The Working Press
Cows outnumber people 4-to-1 in Nebraska, joked Katie Schubert as she tried to explain the difficulty of restarting a Society of Professional Journalists chapter there.
Although the cow statistic is correct, according to the Nebraska Beef Council, the state also is full of journalists eager to work together, says Schubert, news director for KIOS radio in Omaha, an NPR affiliate.
Schubert and other journalists in the Great Plains state have been working since last month to restart SPJ’s now dormant Omaha-Lincoln professional chapter.
“We have a lot to work on, but to me this is really exciting,” Schubert said. “Starting this chapter is going to be an incredibly daunting task, but I’m here (at the convention) to get ideas and support.”
Sheets, a past president of the St. Louis Pro Chapter, said Nebraska has a long tradition of journalism and would greatly benefit from having an SPJ chapter.
“It’s really sad that their chapter went dormant,” Sheets said. “We have four states in our region, and no chapter, student or professional, in one state.
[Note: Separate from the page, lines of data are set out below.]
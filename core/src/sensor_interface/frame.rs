use crate::prelude::{PipelineError, PipelineResult};
use ndarray::{Array3, ArrayView3};
use serde::{Deserialize, Serialize};

/// One radar frame of raw samples, `(antenna, chirp, sample)`.
#[derive(Debug, Clone, PartialEq)]
pub struct Frame {
    samples: Array3<f32>,
}

impl Frame {
    pub fn new(samples: Array3<f32>) -> Self {
        Self { samples }
    }

    pub fn zeros(antennas: usize, chirps: usize, samples: usize) -> Self {
        Self::new(Array3::zeros((antennas, chirps, samples)))
    }

    /// Reshapes a row-major sample buffer as delivered by the sensor.
    pub fn from_flat(
        data: Vec<f32>,
        antennas: usize,
        chirps: usize,
        samples: usize,
    ) -> PipelineResult<Self> {
        let expected = antennas
            .checked_mul(chirps)
            .and_then(|n| n.checked_mul(samples))
            .ok_or_else(|| {
                PipelineError::Configuration(format!(
                    "frame shape ({}, {}, {}) overflows",
                    antennas, chirps, samples
                ))
            })?;
        if data.len() != expected {
            return Err(PipelineError::shape(
                "flat frame buffer",
                &[expected],
                &[data.len()],
            ));
        }
        let samples = Array3::from_shape_vec((antennas, chirps, samples), data)
            .map_err(|err| PipelineError::Internal(format!("reshaping frame: {}", err)))?;
        Ok(Self::new(samples))
    }

    pub fn shape(&self) -> [usize; 3] {
        let (antennas, chirps, samples) = self.samples.dim();
        [antennas, chirps, samples]
    }

    pub fn antennas(&self) -> usize {
        self.samples.dim().0
    }

    pub fn view(&self) -> ArrayView3<'_, f32> {
        self.samples.view()
    }

    pub fn into_inner(self) -> Array3<f32> {
        self.samples
    }
}

/// Wire form of a [`Frame`]: explicit shape plus the flat sample buffer.
#[derive(Debug, Clone, Serialize, Deserialize)]
pub struct FramePayload {
    pub antennas: usize,
    pub chirps: usize,
    pub samples: usize,
    pub data: Vec<f32>,
}

impl FramePayload {
    pub fn from_json(text: &str) -> PipelineResult<Self> {
        Ok(serde_json::from_str(text)?)
    }

    pub fn into_frame(self) -> PipelineResult<Frame> {
        Frame::from_flat(self.data, self.antennas, self.chirps, self.samples)
    }
}

impl From<&Frame> for FramePayload {
    fn from(frame: &Frame) -> Self {
        let [antennas, chirps, samples] = frame.shape();
        Self {
            antennas,
            chirps,
            samples,
            data: frame.samples.iter().copied().collect(),
        }
    }
}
That has to be rectified.”
The four states are Iowa, Kansas, Missouri and Nebraska.
Besides Nebraska, three other states also have no SPJ chapters: South Dakota, North Dakota and Delaware.
Separately, four other states have no professional chapters but have one or more student chapters: Iowa, Louisiana, Georgia and South Carolina.
Sheets said technological advances, such as videoconferencing, would make it easier for Midwest chapters to collaborate.
“One of my goals as region director is to use Nebraska as a guinea pig in incorporating online tools throughout the region,” he said.
Carl Corry, Eastern Region Doctor, has helped get many struggling chapters back on their feet.
Corry, who is running for the national position of director-at-large, said it’s important to get professionals excited about SPJ in their area.
“You have to get them excited,” Corry said. “Tell them about the networking opportunities, tell them they now have a support network of thousands of journalists who share your same values.”
Schubert said she already has more than 20 people interested in joining, the minimum required to become a chapter, once it’s officially recognized by SPJ and granted a charter.
Her group already has been holding events, including an upcoming happy hour with area journalists.
Schubert, however, said one of the difficult tasks of starting a chapter is keeping the excitement rolling.
“It’s going to be a busy year making connections and letting people know Nebraska once again has a chapter and we are here to stay,” Schubert said.
Anyone interested in the upcoming Omaha-Lincoln Chapter can follow it on Facebook at facebook.com/SPJOmaLnk.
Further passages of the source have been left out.